This generated subalgebra can be concretely described as follows. For a finite sequence \alpha_1, \ldots, \alpha_k \in S, and polynomial f(X_1, \ldots, X_k) \in A[X_1, \ldots, X_k] in k variables, we take the element f(\alpha_1, \ldots, \alpha_k) \in B. Taking the set of all these elements over all k, all \alpha_1, \ldots, \alpha_k\in S and all f(X_1, \ldots, X_k) then gives us A[S].


An A-algebra B is finitely generated (or of finite type) if B = A[S] for some finite subset S\subseteq B.
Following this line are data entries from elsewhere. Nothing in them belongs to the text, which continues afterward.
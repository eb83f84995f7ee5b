use std::fs;

use glam::DVec2;

use ibfvm_rs::config::{CaseConfig, GeometryConfig, IbConfig, IbObjectConfig, ShapeConfig};
use ibfvm_rs::discretization::generator::rectilinear_mesh;
use ibfvm_rs::parallel::SerialComm;
use ibfvm_rs::physics::BoundaryType;
use ibfvm_rs::processing::summary::RunSummary;
use ibfvm_rs::processing::writer::{self, BodyHistoryWriter};
use ibfvm_rs::solver::fractional_step::FractionalStep;
use ibfvm_rs::Error;

/// Uniform flow past a stationary circular cylinder at Re = 20 in a 2 x 1
/// channel, the reference configuration for the immersed-boundary force
/// integration.
fn main() {
    if let Err(e) = run() {
        eprintln!("run failed: {e}");
        std::process::exit(1);
    }
}

fn run() -> Result<(), Error> {
    fs::create_dir_all("output/cylinder")?;

    let inflow = 1.0;
    let radius = 0.1;

    let case = CaseConfig {
        rho: 1.0,
        mu: 0.01, // Re = U * 2R / nu = 20
        initial_dt: 2e-3,
        max_dt: 5e-3,
        max_cfl: 0.4,
        ..CaseConfig::default()
    };

    let cylinder = IbObjectConfig::new(
        "cylinder",
        ShapeConfig::new(GeometryConfig::Circle {
            center: DVec2::new(0.5, 0.5),
            radius,
        }),
    )
    .with_rho(1.0);

    let ib_cfg = IbConfig {
        objects: vec![cylinder],
        array: None,
        collisions: None,
    };

    let mesh = rectilinear_mesh(160, 80, 2.0, 1.0);
    let mut solver = FractionalStep::new(&case, &ib_cfg, mesh, Box::new(SerialComm))?;

    // Channel boundary conditions: inflow left, outflow right, slip walls
    let left = solver.mesh.patch_named("left").map(|p| p.id);
    let right = solver.mesh.patch_named("right").map(|p| p.id);
    let bottom = solver.mesh.patch_named("bottom").map(|p| p.id);
    let top = solver.mesh.patch_named("top").map(|p| p.id);
    for (patch, u_bc, p_bc) in [
        (left, BoundaryType::Fixed, BoundaryType::NormalGradient),
        (right, BoundaryType::NormalGradient, BoundaryType::Fixed),
        (bottom, BoundaryType::Symmetry, BoundaryType::NormalGradient),
        (top, BoundaryType::Symmetry, BoundaryType::NormalGradient),
    ] {
        let patch = patch.ok_or_else(|| {
            Error::InvalidConfiguration("channel mesh is missing a patch".to_string())
        })?;
        solver
            .u
            .set_patch_bc(patch, u_bc, DVec2::new(inflow, 0.0));
        solver.p.set_patch_bc(patch, p_bc, 0.0);
    }

    // Impulsive start
    for c in solver.mesh.zones.cells(solver.fluid_zone()).collect::<Vec<_>>() {
        solver.u.cells[c] = DVec2::new(inflow, 0.0);
    }
    solver.initialize();

    let mut history = BodyHistoryWriter::create("output/cylinder", &solver.ib)?;

    let t_end = 8.0;
    let write_every = 50;
    let mut dt = case.initial_dt;
    let mut last = None;
    let run_start = std::time::Instant::now();

    println!("Starting cylinder run: t = 0 -> {t_end}");
    while solver.time < t_end {
        let report = solver.advance(dt)?;
        history.append(report.time, &solver.ib)?;

        if solver.step % write_every == 0 {
            println!(
                "Step {:>5} | t = {:.4e} | dt = {:.3e} | div = {:.3e} | CFL = {:.3}",
                solver.step, report.time, report.dt, report.max_divergence, report.max_cfl
            );
            writer::write_cell_status(
                format!("output/cylinder/status_{:06}.csv", solver.step),
                &solver.mesh,
                &solver.ib.cell_status,
            )?;
        }

        dt = solver.compute_max_time_step(case.max_cfl, report.dt);
        last = Some(report);
    }
    history.flush()?;
    ibfvm_rs::numerics::timing::finalize_and_print(run_start.elapsed());

    if let Some(report) = last {
        let drag = solver.ib.objects[0].force.x;
        let cd = drag / (0.5 * case.rho * inflow * inflow * 2.0 * radius);
        println!("Final drag = {drag:.6e} (Cd = {cd:.4})");

        let summary = RunSummary::collect(&solver.mesh, &solver.ib, solver.step, &report);
        summary.write_to_file("output/cylinder/summary.txt")?;
        summary.print_to_console();
    }
    println!("Output written to output/cylinder/");

    Ok(())
}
If S = \{\alpha_1, \ldots, \alpha_n\}, it suffices to take only polynomials f in exactly n variables and consider all f(\alpha_1, \ldots, \alpha_n), in which case we have a surjective homomorphism of A-algebras

A[X_1, \ldots, X_n] \longrightarrow B, \qquad f(X_1, \ldots, X_n) \mapsto f(\alpha_1, \ldots, \alpha_n).

warningIn future articles, if B is an A-algebra, we say B is a finite A-algebra if it is finitely generated as an A-module; we say it is of finite type if it is finitely generated as an A-algebra.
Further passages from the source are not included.